Через точку М проведены касательные МК и МЕ к окружности с центром в точке О, где К и Е - точки

Problem Analysis

We are given a circle with center O, and two tangents MK and ME drawn to the circle. The angle OMK is 30 degrees and the length of MK is 6 cm. We need to find the length of chord KE.

Solution

To find the length of chord KE, we can use the properties of tangents and chords in a circle.

Let's denote the length of KE as x.

From the given information, we know that MK is a tangent to the circle.

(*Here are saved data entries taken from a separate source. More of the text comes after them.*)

//! Script execution and lazy result iteration.
//!
//! [`Script`] carries the construction inputs; [`Script::run`] activates it
//! against a session (parse, apply autocommit) and returns a
//! [`ScriptCursor`], which yields one materialized [`RowBatch`] per fetched
//! page across all row-producing statements of the script.

use std::collections::{HashMap, HashSet};

use crate::batch::BatchInput;
use crate::classify::classify_script;
use crate::session::{Autocommit, Session};
use crate::statement::{ExecOutcome, ScriptStatement};
use crate::{Col, Result, RowBatch, ScriptError};

/// Default fetch page size when the caller does not configure one.
pub const DEFAULT_PAGE_SIZE: usize = 100_000;

/// A script plus everything needed to run it: input batches for its
/// parameterized inserts, fetch page size, and the autocommit setting.
///
/// Nothing executes until [`Script::run`] is called.
#[derive(Clone, Debug)]
pub struct Script {
    text: String,
    batches: Vec<BatchInput>,
    page_size: usize,
    autocommit: Autocommit,
}

impl Script {
    pub fn new(text: impl Into<String>) -> Self {
        Self {
            text: text.into(),
            batches: Vec::new(),
            page_size: DEFAULT_PAGE_SIZE,
            autocommit: Autocommit::Unset,
        }
    }

    /// Supplies the ordered input batches, one per parameterized insert in
    /// script order. Replaces any previously supplied batches.
    pub fn with_batches<I, B>(mut self, batches: I) -> Self
    where
        I: IntoIterator<Item = B>,
        B: Into<BatchInput>,
    {
        self.batches = batches.into_iter().map(Into::into).collect();
        self
    }

    /// Appends one input batch to the queue.
    pub fn push_batch(&mut self, batch: impl Into<BatchInput>) {
        self.batches.push(batch.into());
    }

    /// Sets the fetch page size. Zero is rejected at activation.
    pub fn with_page_size(mut self, page_size: usize) -> Self {
        self.page_size = page_size;
        self
    }

    /// Sets the autocommit mode applied once at activation.
    pub fn with_autocommit(mut self, autocommit: Autocommit) -> Self {
        self.autocommit = autocommit;
        self
    }

    /// Activates the script: classifies its statements (fail-fast — nothing
    /// executes if classification fails), applies the autocommit setting,
    /// and hands the session to the returned cursor.
    ///
    /// The session is closed before returning an activation error, so the
    /// underlying cursor resource is released on every exit path.
    pub fn run<S: Session>(self, mut session: S) -> Result<ScriptCursor<S>> {
        match self.activate(&mut session) {
            Ok(statements) => Ok(ScriptCursor {
                session,
                statements,
                current: 0,
                fetched_everything: true,
                length: 0,
                page_size: self.page_size,
                current_cols: Vec::new(),
                closed: false,
            }),
            Err(err) => {
                if let Err(close_err) = session.close() {
                    tracing::warn!(error = %close_err, "failed to close session after activation error");
                }
                Err(err)
            }
        }
    }

    fn activate<S: Session>(&self, session: &mut S) -> Result<Vec<ScriptStatement>> {
        if self.page_size == 0 {
            return Err(ScriptError::InvalidPageSize);
        }

        let statements = classify_script(&self.text, self.batches.clone())?;

        match self.autocommit {
            Autocommit::Unset => {}
            Autocommit::On => session.set_autocommit(true)?,
            Autocommit::Off => session.set_autocommit(false)?,
        }

        tracing::debug!(
            statements = statements.len(),
            page_size = self.page_size,
            autocommit = ?self.autocommit,
            "activated script"
        );
        Ok(statements)
    }
}

/// Activated script: a lazy iterator over the materialized row batches of
/// every row-producing statement, in script order.
///
/// Statements execute and pages fetch only when the next item is requested.
/// Statements that yield no rows are skipped transparently; an empty batch
/// is never yielded. The cursor owns its session exclusively and releases it
/// exactly once, on [`ScriptCursor::close`] or on drop.
#[derive(Debug)]
pub struct ScriptCursor<S: Session> {
    session: S,
    statements: Vec<ScriptStatement>,
    /// Index of the next statement to execute.
    current: usize,
    /// True when no partial result set is in flight.
    fetched_everything: bool,
    /// Last observed affected/returned row count.
    length: u64,
    page_size: usize,
    /// De-duplicated columns of the result set currently being paged.
    current_cols: Vec<Col>,
    closed: bool,
}

impl<S: Session> ScriptCursor<S> {
    /// Number of classified statements in the script.
    pub fn statement_count(&self) -> usize {
        self.statements.len()
    }

    /// The classified statements, in script order.
    pub fn statements(&self) -> &[ScriptStatement] {
        &self.statements
    }

    /// Affected or returned row count of the most recently executed
    /// statement. Not cumulative across the pages of one result set.
    pub fn last_row_count(&self) -> u64 {
        self.length
    }

    /// Configured fetch page size.
    pub fn page_size(&self) -> usize {
        self.page_size
    }

    /// Releases the session cursor. Surfaces the close error that a plain
    /// drop would only log. Dropping afterwards is a no-op.
    pub fn close(mut self) -> Result<()> {
        self.close_session().map_err(ScriptError::from)
    }

    fn close_session(&mut self) -> std::result::Result<(), crate::session::SessionError> {
        if self.closed {
            return Ok(());
        }
        self.closed = true;
        self.session.close()
    }

    /// Executes statements from the current index until one leaves a pending
    /// result set or the list is exhausted.
    fn advance(&mut self) -> Result<ExecOutcome> {
        while self.current < self.statements.len() {
            let statement = &self.statements[self.current];
            self.current += 1;

            tracing::trace!(statement = statement.text().trim(), "executing statement");
            let outcome = statement.execute(&mut self.session)?;
            self.length = self.session.row_count();

            if outcome == ExecOutcome::SomethingToFetch {
                self.current_cols = dedupe_columns(self.session.column_descriptors());
                self.fetched_everything = false;
                return Ok(ExecOutcome::SomethingToFetch);
            }
        }
        Ok(ExecOutcome::NothingToFetch)
    }

    /// Pulls one bounded page of the pending result set. `None` means the
    /// result set is drained.
    fn fetch(&mut self) -> Result<Option<RowBatch>> {
        let rows = self.session.fetch_page(self.page_size)?;
        if rows.is_empty() {
            self.fetched_everything = true;
            self.current_cols.clear();
            return Ok(None);
        }
        tracing::trace!(rows = rows.len(), "fetched page");
        Ok(Some(RowBatch::new(self.current_cols.clone(), rows)))
    }
}

impl<S: Session> Iterator for ScriptCursor<S> {
    type Item = Result<RowBatch>;

    fn next(&mut self) -> Option<Self::Item> {
        // One external step may pass through several internal states: an
        // empty page or a run of non-producing statements must not surface
        // as an item.
        loop {
            if !self.fetched_everything {
                match self.fetch() {
                    Ok(Some(batch)) => return Some(Ok(batch)),
                    Ok(None) => continue,
                    Err(err) => return Some(Err(err)),
                }
            }

            if self.current >= self.statements.len() {
                return None;
            }

            match self.advance() {
                Ok(ExecOutcome::SomethingToFetch) => continue,
                Ok(ExecOutcome::NothingToFetch) => return None,
                Err(err) => return Some(Err(err)),
            }
        }
    }
}

impl<S: Session> Drop for ScriptCursor<S> {
    fn drop(&mut self) {
        if let Err(err) = self.close_session() {
            tracing::warn!(error = %err, "failed to close session cursor");
        }
    }
}

/// De-duplicates column names, preserving first-occurrence order.
///
/// Recurring base names get `_1`, `_2`, ... suffixes, one counter per base
/// name with no upper bound. A suffixed candidate that collides with an
/// already assigned name keeps counting up.
fn dedupe_columns(cols: Vec<Col>) -> Vec<Col> {
    let mut counters: HashMap<String, usize> = HashMap::new();
    let mut assigned: HashSet<String> = HashSet::new();

    cols.into_iter()
        .map(|col| {
            let mut n = counters.get(&col.name).copied().unwrap_or(0);
            let name = loop {
                let candidate = if n == 0 {
                    col.name.clone()
                } else {
                    format!("{}_{n}", col.name)
                };
                if !assigned.contains(&candidate) {
                    break candidate;
                }
                n += 1;
            };
            counters.insert(col.name.clone(), n + 1);
            assigned.insert(name.clone());
            Col {
                name,
                decltype: col.decltype,
            }
        })
        .collect()
}

#[cfg(test)]
mod tests {
    use super::dedupe_columns;
    use crate::Col;

    fn names(cols: &[Col]) -> Vec<&str> {
        cols.iter().map(|col| col.name.as_str()).collect()
    }

    #[test]
    fn unique_names_pass_through() {
        let cols = dedupe_columns(vec![Col::new("a", None), Col::new("b", None)]);
        assert_eq!(names(&cols), vec!["a", "b"]);
    }

    #[test]
    fn duplicate_names_get_suffixes_in_order() {
        let cols = dedupe_columns(vec![
            Col::new("x", Some("integer".to_owned())),
            Col::new("x", Some("varchar".to_owned())),
            Col::new("x", None),
        ]);
        assert_eq!(names(&cols), vec!["x", "x_1", "x_2"]);
        assert_eq!(cols[1].decltype.as_deref(), Some("varchar"));
    }

    #[test]
    fn suffix_collision_with_real_column_keeps_counting() {
        let cols = dedupe_columns(vec![
            Col::new("x_1", None),
            Col::new("x", None),
            Col::new("x", None),
        ]);
        assert_eq!(names(&cols), vec!["x_1", "x", "x_2"]);
    }
}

Therefore, the line segment MK is perpendicular to the radius drawn from the center of the circle to the point of tangency K. This means that the triangle OMK is a right triangle.

Using trigonometry, we can find the length of OK (which is the radius of the circle) using the given angle OMK and the length of MK.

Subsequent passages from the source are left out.